**DATA PROVIDED**.
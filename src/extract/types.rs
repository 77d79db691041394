//! Cursor trait and record reader

use crate::error::{Error, Result};
use crate::types::{JsonValue, Record, RecordSet};

/// A query engine cursor.
///
/// Calls are synchronous and may block on the engine.
pub trait QueryCursor {
    /// Run a statement, replacing any previous result
    fn execute(&mut self, sql: &str) -> Result<()>;

    /// Column names of the last result, in order
    fn description(&self) -> &[String];

    /// Take every row of the last result
    fn fetch_all(&mut self) -> Result<Vec<Vec<JsonValue>>>;
}

/// Reads a query result as records
pub struct RecordReader<'a> {
    cursor: &'a mut dyn QueryCursor,
}

impl<'a> RecordReader<'a> {
    /// Create a reader over a cursor
    pub fn new(cursor: &'a mut dyn QueryCursor) -> Self {
        Self { cursor }
    }

    /// Execute `sql` and return a lazy stream of records.
    ///
    /// Rows are fetched before the stream is returned, so a failing query
    /// yields an [`Error::Extraction`] and no records at all.
    pub fn read(&mut self, sql: &str) -> Result<RecordStream> {
        self.cursor.execute(sql).map_err(as_extraction)?;
        let rows = self.cursor.fetch_all().map_err(as_extraction)?;
        let fields = self.cursor.description().to_vec();

        tracing::debug!(columns = fields.len(), rows = rows.len(), "Fetched query result");

        Ok(RecordStream::new(fields, rows))
    }
}

fn as_extraction(err: Error) -> Error {
    match err {
        Error::Extraction { .. } => err,
        other => Error::extraction(other.to_string()),
    }
}

/// Lazily zips column names onto row tuples
pub struct RecordStream {
    fields: Vec<String>,
    rows: std::vec::IntoIter<Vec<JsonValue>>,
}

impl RecordStream {
    /// Create a stream from column names and rows
    pub fn new(fields: Vec<String>, rows: Vec<Vec<JsonValue>>) -> Self {
        Self {
            fields,
            rows: rows.into_iter(),
        }
    }

    /// Column names shared by every record
    pub fn fields(&self) -> &[String] {
        &self.fields
    }

    /// Collect the remaining records into a record set
    pub fn into_record_set(self) -> RecordSet {
        let fields = self.fields.clone();
        let records: Vec<Record> = self.collect();
        RecordSet::new(fields, records)
    }
}

impl Iterator for RecordStream {
    type Item = Record;

    fn next(&mut self) -> Option<Record> {
        let row = self.rows.next()?;
        let mut values = row.into_iter();

        // Short rows are padded with nulls, extra values are dropped
        let record = self
            .fields
            .iter()
            .map(|name| (name.clone(), values.next().unwrap_or(JsonValue::Null)))
            .collect();

        Some(record)
    }

    fn size_hint(&self) -> (usize, Option<usize>) {
        self.rows.size_hint()
    }
}

impl ExactSizeIterator for RecordStream {}
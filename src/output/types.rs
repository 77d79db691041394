//! Output types

use crate::error::Error;
use crate::types::NULL_PLACEHOLDER;
use serde::{Deserialize, Serialize};
use std::path::PathBuf;

fn default_separator() -> String {
    ",".to_string()
}

fn default_header() -> bool {
    true
}

fn default_null_placeholder() -> String {
    NULL_PLACEHOLDER.to_string()
}

/// A selected output column.
///
/// Written in config either as a bare name or as `{name, precision}`.
#[derive(Debug, Clone, PartialEq, Eq, Serialize, Deserialize)]
#[serde(untagged)]
pub enum ColumnSpec {
    /// Column written as-is
    Name(String),
    /// Column with optional formatting
    Detailed {
        /// Field name
        name: String,
        /// Decimal places for numeric rendering
        #[serde(default)]
        precision: Option<usize>,
    },
}

impl ColumnSpec {
    /// Plain column
    pub fn name(name: impl Into<String>) -> Self {
        ColumnSpec::Name(name.into())
    }

    /// Column rendered with a fixed number of decimals
    pub fn with_precision(name: impl Into<String>, precision: usize) -> Self {
        ColumnSpec::Detailed {
            name: name.into(),
            precision: Some(precision),
        }
    }

    /// Field name
    pub fn field(&self) -> &str {
        match self {
            ColumnSpec::Name(name) | ColumnSpec::Detailed { name, .. } => name,
        }
    }

    /// Decimal places, if fixed
    pub fn precision(&self) -> Option<usize> {
        match self {
            ColumnSpec::Name(_) => None,
            ColumnSpec::Detailed { precision, .. } => *precision,
        }
    }
}

impl From<&str> for ColumnSpec {
    fn from(name: &str) -> Self {
        ColumnSpec::name(name)
    }
}

/// Delimited writer settings
#[derive(Debug, Clone, PartialEq, Eq, Serialize, Deserialize)]
pub struct DelimitedWriterConfig {
    /// Value separator
    #[serde(default = "default_separator")]
    pub separator: String,

    /// Write a header line
    #[serde(default = "default_header")]
    pub header: bool,

    /// Text written for null or empty values
    #[serde(default = "default_null_placeholder")]
    pub null_placeholder: String,

    /// Selected columns; empty means every field in query order
    #[serde(default)]
    pub columns: Vec<ColumnSpec>,
}

impl Default for DelimitedWriterConfig {
    fn default() -> Self {
        Self {
            separator: default_separator(),
            header: default_header(),
            null_placeholder: default_null_placeholder(),
            columns: Vec::new(),
        }
    }
}

impl DelimitedWriterConfig {
    /// Set the separator
    #[must_use]
    pub fn with_separator(mut self, separator: impl Into<String>) -> Self {
        self.separator = separator.into();
        self
    }

    /// Toggle the header line
    #[must_use]
    pub fn with_header(mut self, header: bool) -> Self {
        self.header = header;
        self
    }

    /// Set the null placeholder
    #[must_use]
    pub fn with_null_placeholder(mut self, placeholder: impl Into<String>) -> Self {
        self.null_placeholder = placeholder.into();
        self
    }

    /// Select columns
    #[must_use]
    pub fn with_columns(mut self, columns: Vec<ColumnSpec>) -> Self {
        self.columns = columns;
        self
    }
}

/// Outcome of writing a set of files
#[derive(Debug, Default)]
pub struct WriteReport {
    /// Files written, with their record counts
    pub written: Vec<(PathBuf, usize)>,
    /// Files that failed, with the error for each
    pub failed: Vec<(PathBuf, Error)>,
}

impl WriteReport {
    /// Whether every target was written
    pub fn is_success(&self) -> bool {
        self.failed.is_empty()
    }

    /// Total records written across all files
    pub fn records_written(&self) -> usize {
        self.written.iter().map(|(_, n)| n).sum()
    }
}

**REQUIRED WORK**. Your answer should be every entry above, repeated exactly.

**SOLUTION TO THE PROBLEM**.
filename src/extract/types.rs
repository 77d79db691041394
//! Cursor trait and record reader

use crate::error::{Error, Result};
use crate::types::{JsonValue, Record, RecordSet};

/// A query engine cursor.
///
/// Calls are synchronous and may block on the engine.
pub trait QueryCursor {
    /// Run a statement, replacing any previous result
    fn execute(&mut self, sql: &str) -> Result<()>;

    /// Column names of the last result, in order
    fn description(&self) -> &[String];

    /// Take every row of the last result
    fn fetch_all(&mut self) -> Result<Vec<Vec<JsonValue>>>;
}

/// Reads a query result as records
pub struct RecordReader<'a> {
    cursor: &'a mut dyn QueryCursor,
}

impl<'a> RecordReader<'a> {
    /// Create a reader over a cursor
    pub fn new(cursor: &'a mut dyn QueryCursor) -> Self {
        Self { cursor }
    }

    /// Execute `sql` and return a lazy stream of records.
    ///
    /// Rows are fetched before the stream is returned, so a failing query
    /// yields an [`Error::Extraction`] and no records at all.
    pub fn read(&mut self, sql: &str) -> Result<RecordStream> {
        self.cursor.execute(sql).map_err(as_extraction)?;
        let rows = self.cursor.fetch_all().map_err(as_extraction)?;
        let fields = self.cursor.description().to_vec();

        tracing::debug!(columns = fields.len(), rows = rows.len(), "Fetched query result");

        Ok(RecordStream::new(fields, rows))
    }
}

fn as_extraction(err: Error) -> Error {
    match err {
        Error::Extraction { .. } => err,
        other => Error::extraction(other.to_string()),
    }
}

/// Lazily zips column names onto row tuples
pub struct RecordStream {
    fields: Vec<String>,
    rows: std::vec::IntoIter<Vec<JsonValue>>,
}

impl RecordStream {
    /// Create a stream from column names and rows
    pub fn new(fields: Vec<String>, rows: Vec<Vec<JsonValue>>) -> Self {
        Self {
            fields,
            rows: rows.into_iter(),
        }
    }

    /// Column names shared by every record
    pub fn fields(&self) -> &[String] {
        &self.fields
    }

    /// Collect the remaining records into a record set
    pub fn into_record_set(self) -> RecordSet {
        let fields = self.fields.clone();
        let records: Vec<Record> = self.collect();
        RecordSet::new(fields, records)
    }
}

impl Iterator for RecordStream {
    type Item = Record;

    fn next(&mut self) -> Option<Record> {
        let row = self.rows.next()?;
        let mut values = row.into_iter();

        // Short rows are padded with nulls, extra values are dropped
        let record = self
            .fields
            .iter()
            .map(|name| (name.clone(), values.next().unwrap_or(JsonValue::Null)))
            .collect();

        Some(record)
    }

    fn size_hint(&self) -> (usize, Option<usize>) {
        self.rows.size_hint()
    }
}

impl ExactSizeIterator for RecordStream {}
filename src/output/types.rs
repository 77d79db691041394
//! Output types

use crate::error::Error;
use crate::types::NULL_PLACEHOLDER;
use serde::{Deserialize, Serialize};
use std::path::PathBuf;

fn default_separator() -> String {
    ",".to_string()
}

fn default_header() -> bool {
    true
}

fn default_null_placeholder() -> String {
    NULL_PLACEHOLDER.to_string()
}

/// A selected output column.
///
/// Written in config either as a bare name or as `{name, precision}`.
#[derive(Debug, Clone, PartialEq, Eq, Serialize, Deserialize)]
#[serde(untagged)]
pub enum ColumnSpec {
    /// Column written as-is
    Name(String),
    /// Column with optional formatting
    Detailed {
        /// Field name
        name: String,
        /// Decimal places for numeric rendering
        #[serde(default)]
        precision: Option<usize>,
    },
}

impl ColumnSpec {
    /// Plain column
    pub fn name(name: impl Into<String>) -> Self {
        ColumnSpec::Name(name.into())
    }

    /// Column rendered with a fixed number of decimals
    pub fn with_precision(name: impl Into<String>, precision: usize) -> Self {
        ColumnSpec::Detailed {
            name: name.into(),
            precision: Some(precision),
        }
    }

    /// Field name
    pub fn field(&self) -> &str {
        match self {
            ColumnSpec::Name(name) | ColumnSpec::Detailed { name, .. } => name,
        }
    }

    /// Decimal places, if fixed
    pub fn precision(&self) -> Option<usize> {
        match self {
            ColumnSpec::Name(_) => None,
            ColumnSpec::Detailed { precision, .. } => *precision,
        }
    }
}

impl From<&str> for ColumnSpec {
    fn from(name: &str) -> Self {
        ColumnSpec::name(name)
    }
}

/// Delimited writer settings
#[derive(Debug, Clone, PartialEq, Eq, Serialize, Deserialize)]
pub struct DelimitedWriterConfig {
    /// Value separator
    #[serde(default = "default_separator")]
    pub separator: String,

    /// Write a header line
    #[serde(default = "default_header")]
    pub header: bool,

    /// Text written for null or empty values
    #[serde(default = "default_null_placeholder")]
    pub null_placeholder: String,

    /// Selected columns; empty means every field in query order
    #[serde(default)]
    pub columns: Vec<ColumnSpec>,
}

impl Default for DelimitedWriterConfig {
    fn default() -> Self {
        Self {
            separator: default_separator(),
            header: default_header(),
            null_placeholder: default_null_placeholder(),
            columns: Vec::new(),
        }
    }
}

impl DelimitedWriterConfig {
    /// Set the separator
    #[must_use]
    pub fn with_separator(mut self, separator: impl Into<String>) -> Self {
        self.separator = separator.into();
        self
    }

    /// Toggle the header line
    #[must_use]
    pub fn with_header(mut self, header: bool) -> Self {
        self.header = header;
        self
    }

    /// Set the null placeholder
    #[must_use]
    pub fn with_null_placeholder(mut self, placeholder: impl Into<String>) -> Self {
        self.null_placeholder = placeholder.into();
        self
    }

    /// Select columns
    #[must_use]
    pub fn with_columns(mut self, columns: Vec<ColumnSpec>) -> Self {
        self.columns = columns;
        self
    }
}

/// Outcome of writing a set of files
#[derive(Debug, Default)]
pub struct WriteReport {
    /// Files written, with their record counts
    pub written: Vec<(PathBuf, usize)>,
    /// Files that failed, with the error for each
    pub failed: Vec<(PathBuf, Error)>,
}

impl WriteReport {
    /// Whether every target was written
    pub fn is_success(&self) -> bool {
        self.failed.is_empty()
    }

    /// Total records written across all files
    pub fn records_written(&self) -> usize {
        self.written.iter().map(|(_, n)| n).sum()
    }
}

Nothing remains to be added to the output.